WeeklyWorker

18.07.1996

Class solidarity for tube strikes

No big surprises as Labour shuns striking underground workers

Following the successful strikes by Aslef train drivers on London Underground, the Rail Maritime and Transport union, the biggest union on the railways, won a 5:1 ballot in favour of strike action by its train drivers. The news announced in the midst of the threatened BA action was greeted by desperate Tories with talk of banning public sector strikes. The threat had little impact: “It’s just a pipedream,” one union official told us.

Action by the two unions has already been coordinated with strike days planned up to September. This is particularly important, since RMT drivers were being forced to work on holidays and rest days to cover for the striking Aslef drivers. It is also significant, since in the past there has been much rivalry between the two unions and there has been no significant joint action on London Underground since the strikes of 1989.

Tube drivers are in a strong position, as everyone recognises. Between them they can bring the financial heart of Britain to a halt, not to mention seriously inconveniencing our friends in Westminster, whose cavalcade of Mercedes and BMWs will have to battle their way through the city traffic.

The strike has already sent the Labour Party grandees running to the hills. David Blunkett, shadow employment secretary, dealt the crowning hammer blow on the working class on Wednesday. Labour added yet another footnote to its whole sordid anti-working class history, calling on the unions to cancel their official strike action.

Blunkett called on the unions to go into independent arbitration and accept the decision as binding. Peter Skelley of the RMT, and also one of the many Socialist Labour Party members on the executive, said: “You notice that Blunkett didn’t call on the MPs’ pay rise to go to binding arbitration.”

This move by Labour comes as no surprise to striking drivers or the vast mass of working class militants. Their party’s attacks on the working class - from teachers, to the unemployed, single parents, low waged and part-time workers - have reached new heights under Blair’s ‘revolution’, though the foundation stones were obviously laid much earlier. Significant silences have been the only feature of ‘new’ Labour’s reaction to previous strikes. This latest announcement is merely the logical final pillar in Labour’s reconstruction as a safe house for big business.

The suggestion of binding arbitration has outraged rank and file union members and leaders alike. They have been negotiating via the conciliation service, Acas, simply to get London Underground to honour its agreement made two years ago to reduce the working week to 37 hours, with a further reduction in 1997 to 36 hours. London Underground has told the media of a mysterious two-year deal it has apparently offered the unions, but failed to mention in the negotiations which went on late into Tuesday night.

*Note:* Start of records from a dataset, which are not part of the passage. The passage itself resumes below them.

use indexmap::map::Entry;
use indexmap::IndexMap;
use tracing::info;

use crate::catalog::record::{VariantKey, VariantRecord};

/// Dedup identity: the variant's natural key plus its measured hex, so two
/// listings that share a display name but differ in colour both survive.
#[derive(Debug, Clone, PartialEq, Eq, Hash)]
struct DedupKey {
    variant: VariantKey,
    hex_code: String,
}

/// Collapse records to one per `(brand, product_line, shade_name, shade_code, hex)`.
///
/// First occurrence wins and output keeps first-occurrence order; later
/// duplicates are dropped whole, no fields are merged.
pub fn deduplicate(records: Vec<VariantRecord>) -> Vec<VariantRecord> {
    let input = records.len();
    let mut seen: IndexMap<DedupKey, VariantRecord> = IndexMap::with_capacity(input);
    for record in records {
        let key = DedupKey {
            variant: record.key(),
            hex_code: record.hex_code.clone(),
        };
        if let Entry::Vacant(slot) = seen.entry(key) {
            slot.insert(record);
        }
    }
    let deduped: Vec<VariantRecord> = seen.into_values().collect();
    info!(input, output = deduped.len(), "deduplicated variant rows");
    deduped
}

/// Group records by hex, preserving first-seen hex order and record order
/// within each group. The first record of a group represents the colour.
pub fn group_by_hex(records: &[VariantRecord]) -> IndexMap<String, Vec<VariantRecord>> {
    let mut grouped: IndexMap<String, Vec<VariantRecord>> = IndexMap::new();
    for record in records {
        grouped
            .entry(record.hex_code.clone())
            .or_default()
            .push(record.clone());
    }
    grouped
}

#[cfg(test)]
mod tests {
    use super::*;
    use crate::catalog::record::SourceCatalog;
    use crate::normalization::Finish;
    use proptest::prelude::*;

    fn record(hex: &str, shade: &str, code: Option<&str>, source: SourceCatalog) -> VariantRecord {
        VariantRecord {
            hex_code: hex.to_string(),
            brand: "OPI".to_string(),
            product_line: "Nail Lacquer".to_string(),
            shade_name: shade.to_string(),
            shade_code: code.map(str::to_string),
            collection: None,
            finish: Finish::Glossy,
            product_url: None,
            swatch_url: None,
            source_catalog: source,
        }
    }

    #[test]
    fn first_seen_wins_and_order_is_kept() {
        let a = record("#000001", "Alpha", Some("A"), SourceCatalog::Opi);
        let b = record("#000002", "Beta", None, SourceCatalog::Opi);
        let mut a_dup = a.clone();
        a_dup.source_catalog = SourceCatalog::Cnd;
        a_dup.collection = Some("Later".into());
        let c = record("#000003", "Gamma", None, SourceCatalog::Opi);

        let out = deduplicate(vec![a.clone(), b.clone(), a_dup, c.clone()]);
        assert_eq!(out, vec![a, b, c]);
    }

    #[test]
    fn hex_and_shade_code_are_part_of_the_key() {
        let coded = record("#FF00AA", "Big Apple Red", Some("A"), SourceCatalog::Opi);
        let uncoded = record("#FF00AA", "Big Apple Red", None, SourceCatalog::Opi);
        let other_hex = record("#FF00AB", "Big Apple Red", Some("A"), SourceCatalog::Opi);
        let out = deduplicate(vec![coded, uncoded, other_hex]);
        assert_eq!(out.len(), 3);
    }

    #[test]
    fn grouping_preserves_first_seen_order() {
        let records = vec![
            record("#000002", "Two", None, SourceCatalog::Opi),
            record("#000001", "One", None, SourceCatalog::Opi),
            record("#000002", "Two bis", None, SourceCatalog::Cnd),
        ];
        let grouped = group_by_hex(&records);
        let hexes: Vec<&str> = grouped.keys().map(String::as_str).collect();
        assert_eq!(hexes, vec!["#000002", "#000001"]);
        assert_eq!(grouped["#000002"][0].shade_name, "Two");
        assert_eq!(grouped["#000002"][1].shade_name, "Two bis");
    }

    proptest! {
        #[test]
        fn deduplicate_is_idempotent(
            picks in prop::collection::vec((0u8..4, 0u8..3, any::<bool>()), 0..24)
        ) {
            let records: Vec<VariantRecord> = picks
                .into_iter()
                .map(|(hex, shade, coded)| {
                    record(
                        &format!("#00000{hex}"),
                        &format!("Shade {shade}"),
                        coded.then_some("X"),
                        SourceCatalog::Opi,
                    )
                })
                .collect();
            let once = deduplicate(records);
            let twice = deduplicate(once.clone());
            prop_assert_eq!(once, twice);
        }
    }
}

The previous agreement negotiated by a joint working party was always precarious since it was to be contingent on productivity increases. Aslef has even offered to moderate its pay demand in return for compliance with the reduction in the working week. Both unions are emphasising in their press releases that productivity has increased. Indeed the three main directors of London Underground awarded themselves huge bonuses in 1995/6 on the basis of surpassing the productivity targets set by the department of transport. Mr Ford awarded himself £31,544 (20.4% of his salary), Mr Sheppeck £18,862 (20.3%) and Mr Tunniclisse £24,079 (22.3%).

However negotiating workers’ conditions and pay on the basis of increasing their rate of exploitation is a self-defeating policy for all workers. The class needs to go on the offensive and the rail unions are well placed to do so, since over 50% of the RMT executive is in the SLP - formed to put working class interests back on the agenda. Peter Skelley in welcoming the joint action by the unions emphasised the need for solidarity: “You’ve got to have it to win. The miners strike should have taught us that much.”

Unfortunately it seems that the SLP has no plans of its own for coordinating and strengthening the strikes with class-wide action. Peter Skelley pointed out that underground workers were not motivated by party political affiliations and had all sorts of different party loyalties. This is no doubt true, since the vast mass of workers have not yet followed the significant layer of class activists into the SLP. Nevertheless this should not stop the SLP taking a lead in uniting workers in struggle, and raising their sights from the struggle in their own workplace to the political struggle for better conditions throughout society.